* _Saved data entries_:
· · · · ·

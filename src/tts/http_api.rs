use std::time::Duration;

use anyhow::{Context, Result};
use async_trait::async_trait;
use base64::engine::general_purpose::STANDARD as BASE64;
use base64::Engine;
use serde_json::{json, Value};
use tracing::debug;

use super::SpeechSynthesizer;
use crate::config::TtsConfig;
use crate::error::TurnError;

/// REST synthesizer: JSON request in, base64 audio content out.
///
/// The endpoint is asked for u-law at the call's sample rate so the result
/// can be framed onto the wire without transcoding.
pub struct HttpSynthesizer {
    http: reqwest::Client,
    api_url: String,
    api_key: Option<String>,
    voice: String,
    language_code: String,
    sample_rate: u32,
}

impl HttpSynthesizer {
    pub fn new(config: &TtsConfig) -> Result<Self> {
        let http = reqwest::Client::builder()
            .timeout(Duration::from_secs(config.timeout_secs))
            .build()
            .context("Failed to build synthesizer HTTP client")?;

        Ok(Self {
            http,
            api_url: config.api_url.clone(),
            api_key: std::env::var(&config.api_key_env).ok(),
            voice: config.voice.clone(),
            language_code: config.language_code.clone(),
            sample_rate: config.sample_rate,
        })
    }
}

#[async_trait]
impl SpeechSynthesizer for HttpSynthesizer {
    async fn synthesize(&self, text: &str) -> Result<Vec<u8>, TurnError> {
        let body = json!({
            "input": { "text": text },
            "voice": { "languageCode": self.language_code, "name": self.voice },
            "audioConfig": { "audioEncoding": "MULAW", "sampleRateHertz": self.sample_rate },
        });

        let mut request = self.http.post(&self.api_url).json(&body);
        if let Some(key) = &self.api_key {
            request = request.bearer_auth(key);
        }

        let response = request
            .send()
            .await
            .map_err(|e| TurnError::SynthesisFailed(e.to_string()))?;

        let status = response.status();
        if !status.is_success() {
            return Err(TurnError::SynthesisFailed(format!(
                "endpoint returned {status}"
            )));
        }

        let payload: Value = response
            .json()
            .await
            .map_err(|e| TurnError::SynthesisFailed(format!("unreadable response: {e}")))?;

        let content = payload["audioContent"]
            .as_str()
            .ok_or_else(|| TurnError::SynthesisFailed("response carried no audio".to_string()))?;

        let audio = BASE64
            .decode(content)
            .map_err(|e| TurnError::SynthesisFailed(format!("audio is not valid base64: {e}")))?;

        debug!("Synthesized {} bytes of reply audio", audio.len());

        Ok(audio)
    }
}
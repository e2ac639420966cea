//! Slices a synthesized audio buffer into paced outbound frames.

use std::time::Duration;

use tokio_util::sync::CancellationToken;

use super::mulaw;

/// Streams reply audio as fixed-size frames at real-time playback rate.
///
/// Frames are emitted no faster than the audio's own duration requires, so
/// the receiving transport is never flooded. Cancellation (barge-in) is
/// observed between frames; a frame is either emitted whole or not at all.
#[derive(Debug, Clone)]
pub struct OutboundFramer {
    frame_bytes: usize,
    frame_interval: Duration,
}

impl OutboundFramer {
    pub fn new(frame_bytes: usize, frame_interval: Duration) -> Self {
        Self {
            frame_bytes,
            frame_interval,
        }
    }

    /// Splits `audio` into frames of exactly `frame_bytes` bytes, padding the
    /// final frame with u-law silence.
    pub fn frames(&self, audio: &[u8]) -> Vec<Vec<u8>> {
        if audio.is_empty() {
            return Vec::new();
        }
        audio
            .chunks(self.frame_bytes)
            .map(|chunk| {
                let mut frame = chunk.to_vec();
                frame.resize(self.frame_bytes, mulaw::SILENCE);
                frame
            })
            .collect()
    }

    /// Emits `audio` frame by frame into `sink`, paced at one frame per
    /// interval. Stops early when `cancel` fires or `sink` reports the
    /// receiver is gone. Returns the number of frames emitted.
    pub async fn stream<F>(&self, audio: &[u8], cancel: &CancellationToken, mut sink: F) -> usize
    where
        F: FnMut(Vec<u8>) -> bool,
    {
        let mut ticker = tokio::time::interval(self.frame_interval);
        let mut emitted = 0;

        for frame in self.frames(audio) {
            tokio::select! {
                biased;
                _ = cancel.cancelled() => break,
                _ = ticker.tick() => {
                    if !sink(frame) {
                        break;
                    }
                    emitted += 1;
                }
            }
        }

        emitted
    }
}

#[cfg(test)]
mod tests {
    use super::*;

    #[test]
    fn pads_final_frame_with_silence() {
        let framer = OutboundFramer::new(4, Duration::from_millis(1));
        let frames = framer.frames(&[1, 2, 3, 4, 5]);

        assert_eq!(frames.len(), 2);
        assert_eq!(frames[0], vec![1, 2, 3, 4]);
        assert_eq!(frames[1], vec![5, mulaw::SILENCE, mulaw::SILENCE, mulaw::SILENCE]);
    }

    #[test]
    fn empty_audio_yields_no_frames() {
        let framer = OutboundFramer::new(160, Duration::from_millis(20));
        assert!(framer.frames(&[]).is_empty());
    }

    #[tokio::test]
    async fn streams_all_frames_in_order() {
        let framer = OutboundFramer::new(2, Duration::from_millis(1));
        let cancel = CancellationToken::new();
        let mut collected = Vec::new();

        let emitted = framer
            .stream(&[1, 2, 3, 4, 5, 6], &cancel, |frame| {
                collected.push(frame);
                true
            })
            .await;

        assert_eq!(emitted, 3);
        assert_eq!(collected.concat(), vec![1, 2, 3, 4, 5, 6]);
    }

    #[tokio::test]
    async fn cancellation_stops_the_stream() {
        let framer = OutboundFramer::new(2, Duration::from_millis(10));
        let cancel = CancellationToken::new();
        let mut emitted_frames = Vec::new();

        let emitted = framer
            .stream(&[0u8; 64], &cancel, |frame| {
                emitted_frames.push(frame);
                if emitted_frames.len() == 2 {
                    cancel.cancel();
                }
                true
            })
            .await;

        // The token fired after the second frame; nothing further was emitted
        // and every emitted frame is whole.
        assert_eq!(emitted, 2);
        assert!(emitted_frames.iter().all(|f| f.len() == 2));
    }
}
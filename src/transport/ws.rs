//! WebSocket adapter between a live call connection and its session.
//!
//! The adapter is deliberately thin: it decodes inbound protocol frames and
//! queues them into the session, and it drains the session's outbound queue
//! onto the socket. The write half of the socket is owned by one task, so
//! the session is the only writer of call media.

use std::sync::Arc;

use axum::extract::ws::{Message, WebSocket, WebSocketUpgrade};
use axum::extract::State;
use axum::response::IntoResponse;
use futures::{SinkExt, StreamExt};
use tokio::sync::mpsc;
use tracing::{debug, error, info, warn};

use crate::codec::{self, InboundMessage, OutboundMessage};
use crate::http::AppState;
use crate::session::{CallSession, InboundEvent, SessionContext, SessionHandle};

/// GET /call/stream
/// Upgrades to the call media WebSocket.
pub async fn call_stream(ws: WebSocketUpgrade, State(state): State<AppState>) -> impl IntoResponse {
    info!("New call media stream connection");
    ws.on_upgrade(|socket| handle_socket(socket, state))
}

async fn handle_socket(socket: WebSocket, state: AppState) {
    let (mut sink, mut stream) = socket.split();

    let (outbound_tx, mut outbound_rx) = mpsc::channel::<OutboundMessage>(64);
    let writer = tokio::spawn(async move {
        while let Some(message) = outbound_rx.recv().await {
            let Ok(json) = serde_json::to_string(&message) else {
                continue;
            };
            if sink.send(Message::Text(json)).await.is_err() {
                break;
            }
        }
    });

    let mut session: Option<Arc<SessionHandle>> = None;

    loop {
        tokio::select! {
            maybe = stream.next() => match maybe {
                Some(Ok(Message::Text(text))) => {
                    if !handle_text(&text, &state, &outbound_tx, &mut session).await {
                        break;
                    }
                }
                Some(Ok(Message::Close(_))) | None => break,
                Some(Ok(_)) => {} // binary/ping/pong are not part of the contract
                Some(Err(e)) => {
                    error!("Media socket error: {}", e);
                    break;
                }
            },
            // The session can end on its own (idle timeout, forced close);
            // the connection follows it down.
            _ = session_done(&session) => break,
        }
    }

    // Let the writer finish once the session has released its sender.
    drop(outbound_tx);

    if let Some(handle) = session {
        handle.close();
        handle.done().await;
        state.registry.remove(&handle.call_id).await;
    }

    let _ = writer.await;
    info!("Call media stream connection closed");
}

/// Routes one inbound text frame. Returns `false` when the connection should
/// be torn down.
async fn handle_text(
    text: &str,
    state: &AppState,
    outbound_tx: &mpsc::Sender<OutboundMessage>,
    session: &mut Option<Arc<SessionHandle>>,
) -> bool {
    let message = match serde_json::from_str::<InboundMessage>(text) {
        Ok(message) => message,
        Err(e) => {
            warn!("Ignoring unparsable media message: {}", e);
            return true;
        }
    };

    match message {
        InboundMessage::Connected => {
            debug!("Transport handshake received");
            true
        }
        InboundMessage::Start { start } => {
            if session.is_some() {
                warn!("Duplicate start on an already-bound connection ignored");
                return true;
            }

            let ctx = SessionContext {
                call_id: start.call_id.clone(),
                stream_id: start
                    .stream_id
                    .clone()
                    .unwrap_or_else(|| start.call_id.clone()),
                owner_id: start.owner_id.clone(),
            };
            let config = state.config.session_config();
            let providers = state.providers.clone();
            let outbound = outbound_tx.clone();

            match state
                .registry
                .create(&start.call_id, || {
                    CallSession::spawn(ctx, config, providers, outbound)
                })
                .await
            {
                Ok(handle) => {
                    handle.dispatch(InboundEvent::Start).await;
                    *session = Some(handle);
                    true
                }
                Err(e) => {
                    // The existing session keeps the call; this connection
                    // is refused.
                    warn!(call = %start.call_id, "{}", e);
                    false
                }
            }
        }
        InboundMessage::Media { media } => {
            let Some(handle) = session else {
                debug!("Media frame before start ignored");
                return true;
            };
            match codec::decode_media(&media) {
                Ok(frame) => handle.dispatch(InboundEvent::Media(frame)).await,
                Err(e) => {
                    // Malformed frames are dropped; the call continues.
                    warn!(call = %handle.call_id, "Dropping frame: {}", e);
                    true
                }
            }
        }
        InboundMessage::Stop => {
            if let Some(handle) = session {
                handle.dispatch(InboundEvent::Stop).await;
            }
            true
        }
        InboundMessage::Mark => {
            debug!("Mark event acknowledged");
            true
        }
        InboundMessage::Unknown => {
            warn!("Ignoring unrecognized media event");
            true
        }
    }
}

async fn session_done(session: &Option<Arc<SessionHandle>>) {
    match session {
        Some(handle) => handle.done().await,
        None => std::future::pending().await,
    }
}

· · · · ·

* _To do_:
Looking at the data above, write out exactly the lines that start at the one containing "use super::SpeechSynthesizer;" and end at the one containing "pub struct HttpSynthesizer"; include both and nothing beyond.

* _Output of the exercise_:
use super::SpeechSynthesizer;
use crate::config::TtsConfig;
use crate::error::TurnError;

/// REST synthesizer: JSON request in, base64 audio content out.
///
/// The endpoint is asked for u-law at the call's sample rate so the result
/// can be framed onto the wire without transcoding.
pub struct HttpSynthesizer {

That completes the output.